-
Notifications
You must be signed in to change notification settings - Fork 3k
Description
Describe the bug
When EventsCompactionConfig is configured on an App, the compaction mechanism correctly summarizes old events and appends compaction events to the session. However, Runner._get_or_create_session still calls get_session without any GetSessionConfig, loading the full event history on every invocation.
This means compaction only reduces the LLM context window — it does nothing to reduce the session loading overhead. As conversations grow longer, get_session latency degrades linearly, even though compaction has already produced summaries that could make the old raw events unnecessary for the Runner.
The architectural disconnect
EventsCompactionConfig (configured on App)
→ Compacts events for LLM context ✅
→ Does NOT reduce get_session load ❌
Runner._get_or_create_session (runners.py L375)

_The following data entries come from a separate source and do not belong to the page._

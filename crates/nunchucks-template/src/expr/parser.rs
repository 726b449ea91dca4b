//! Recursive-descent expression parser.
//!
//! Precedence, loosest first: conditional, `or`, `and`, comparisons
//! (`== != < <= > >= in not-in is`), `+ -`, `* / %`, unary `not - +`,
//! then postfix access, calls and filters.

use super::ast::{BinaryOp, CompareOp, Comparison, Expr, FilterCall, UnaryOp};
use super::lexer::{tokenize, Token};
use crate::testers::is_known_test;
use crate::value::Value;

/// A macro parameter: its name and optional default expression.
pub type Param = (String, Option<Expr>);

/// Parses a complete expression. Leftover tokens are an error.
///
/// # Errors
///
/// Returns a description of the first syntax problem.
pub fn parse_expression(src: &str) -> Result<Expr, String> {
    let mut parser = Parser::new(src)?;
    let expr = parser.parse_conditional()?;
    parser.expect_end()?;
    Ok(expr)
}

/// Parses the argument of a `{% filter %}` tag: `name(args) | name ...`.
///
/// # Errors
///
/// Returns a description of the problem when the text is not a filter chain.
pub fn parse_filter_chain(src: &str) -> Result<Vec<FilterCall>, String> {
    let mut parser = Parser::new(src)?;
    let mut chain = vec![parser.parse_filter_call()?];
    while parser.eat(&Token::Pipe) {
        chain.push(parser.parse_filter_call()?);
    }
    parser.expect_end()?;
    Ok(chain)
}

/// Parses a macro signature: `name` or `name(a, b=default)`.
///
/// # Errors
///
/// Returns a description of the problem for a malformed signature.
pub fn parse_macro_signature(src: &str) -> Result<(String, Vec<Param>), String> {
    let mut parser = Parser::new(src)?;
    let name = parser.expect_ident()?;
    let mut params = Vec::new();
    if parser.eat(&Token::LParen) {
        while !parser.eat(&Token::RParen) {
            let param = parser.expect_ident()?;
            let default = if parser.eat(&Token::Assign) {
                Some(parser.parse_conditional()?)
            } else {
                None
            };
            params.push((param, default));
            if !parser.eat(&Token::Comma) {
                parser.expect(&Token::RParen)?;
                break;
            }
        }
    }
    parser.expect_end()?;
    Ok((name, params))
}

struct Parser {
    tokens: Vec<Token>,
    pos: usize,
}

→ Calls get_session() WITHOUT GetSessionConfig
→ Loads ALL events every time
→ Latency grows linearly with conversation length
The GetSessionConfig class already supports num_recent_events and after_timestamp filtering, and all session service implementations (InMemorySessionService, DatabaseSessionService, VertexAiSessionService) honor these parameters. But the Runner never uses them.
To Reproduce
- Create an App with
EventsCompactionConfig:
app = App(
name="my_app",
root_agent=agent,
events_compaction_config=EventsCompactionConfig(
compaction_interval=5,
overlap_size=1,
summarizer=LlmEventSummarizer(llm=my_llm),
),
)- Use
DatabaseSessionService(PostgreSQL) or any persistent session service - Have a multi-turn conversation (10+ rounds)
- Observe that
get_sessionbecomes progressively slower on each new invocation
Real-world numbers
In our production setup with a 6-stage sequential pipeline agent (Science Navigator), each conversation turn generates ~480 events (streaming chunks, tool calls, tool responses, text finals). After 10 turns:
- ~4,800 events accumulated per session
get_sessiontakes 70+ seconds (viaHttpSessionService→ PostgreSQLDatabaseSessionService)- Compaction events exist in the session but the Runner still loads all 4,800 raw events
Expected behavior
When EventsCompactionConfig is configured, the Runner should be aware that compacted summaries exist and avoid loading the full event history. Possible approaches:
-
Runner should pass
GetSessionConfigtoget_session— After compaction has run, the Runner knows which events are summarized. It should only load the compaction event(s) + recent un-compacted events. -
EventsCompactionConfigshould inform session loading — The compaction config could derive appropriateGetSessionConfigparameters (e.g., only load events after the last compaction timestamp). -
At minimum, expose
GetSessionConfigviaRunConfig— As proposed in Allow limiting num. of Session events fetched when calling Runner.run_async #3562 and PR feat(runners): Add get_session_config property to RunConfig #3662, allow users to control how many events are loaded. But ideally the framework should do this automatically when compaction is configured.
Environment
- ADK version: 1.26.0
- Python: 3.12
- Session service:
DatabaseSessionService(PostgreSQL, accessed via HTTP microservice) - Agent type: Multi-stage
SequentialAgentwithParallelAgentsub-stages
Related issues
- VertexAiSessionService.get_session Becomes Super Slow When There Are Higher Numbers of Session Events #3039 —
VertexAiSessionService.get_sessionbecomes super slow with many events - Allow limiting num. of Session events fetched when calling Runner.run_async #3562 — Allow limiting num. of Session events fetched when calling
Runner.run_async - PR feat(runners): Add get_session_config property to RunConfig #3662 —
feat(runners): Add get_session_config property to RunConfig(still open)
Analysis
The root cause is that compaction and session loading are designed as two independent systems:
- Compaction (in
apps/compaction.py) runs post-invocation and appends summary events - Session loading (in
runners.py) runs pre-invocation and loads everything
There is no feedback loop between them. Even after compaction has run successfully, the next invocation still loads all original events + the compaction event.
PR #3662 would help as a workaround (letting users manually set num_recent_events), but the ideal fix is for the Runner to automatically leverage compaction metadata to optimize session loading — making EventsCompactionConfig a true end-to-end optimization rather than just an LLM context optimization.